The July 31 New York Times reports on Charles Monnet, the scientist who (along with Jeffrey Gleason) wrote the “dead-polar-bear” report that stirred things up among the Bushies. He’s been suspended on “integrity” issues, with the inquiry focusing on the very same report. Gee. Why does this not smell legit?

The federal government has suspended a wildlife biologist whose sightings of dead polar bears in Arctic waters became a rallying point for campaigners seeking to blunt the impact of global warming.
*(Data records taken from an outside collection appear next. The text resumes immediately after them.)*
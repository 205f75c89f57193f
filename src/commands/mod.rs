//! Command handlers called by the editing UI.
//!
//! Commands are organized by functionality:
//! - `auth`: vault setup, unlock, logout and reset
//! - `publish`: per-domain publish operations

pub mod auth;
pub mod publish;

pub use auth::{auth_status, login, logout, reset_credentials, LoginInput};
pub use publish::{
    delete_blog_post, publish_blog_post, publish_gallery, publish_projects, publish_shares,
    publish_site_config, save_blog_edits, PublishResponse,
};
The Bureau of Ocean Energy Management, Regulation and Enforcement notified the biologist, Charles Monnett, on July 18 that he had been placed on administrative leave pending an internal investigation into “integrity issues,” according to a copy of a letter posted online by the watchdog group Public Employees for Environmental Responsibility.

Documents posted by the group indicate that the inquiry centers on a 2006 report that Dr. Monnett co-wrote on deaths among polar bears swimming in the Beaufort Sea.

Come on. What’s more likely? A grossly corrupt scientist — or a bureaucracy that doesn’t know what the fuck it’s doing and is staffed with stupid vengeful people? Maybe I’m an idealist about scientists, but I’ve seen a lot more vicious bureaucrats than I have corrupt research scientists. Sent July 31:

When government investigates scientists, the results are often comical at best and Kafkaesque at worst. Whereas the mechanisms of law and administration are readily susceptible to egregious misuse, those of scientific research are far harder to corrupt. The allegations of misconduct against Dr. Charles Monnet are likely to prove a singular example of this fact. Dr. Monnet, whose work was terribly inconvenient for the previous administration’s corporate sponsors, is probably the victim of a toxic combination: a scientifically ignorant bureaucrat with a grudge. We’ve heard this story before; it’s “climategate” — with bears. Although repeated investigations totally demolished the East Anglia non-scandal, the lies about it continue to spread. Similarly, we can expect eventual inquiry to vindicate Monnet and Gleason’s findings while their names nevertheless endure continued calumnies from the ignorant and vengeful. All of us are the losers thereby, for the world needs good scientists more than bad bureaucrats.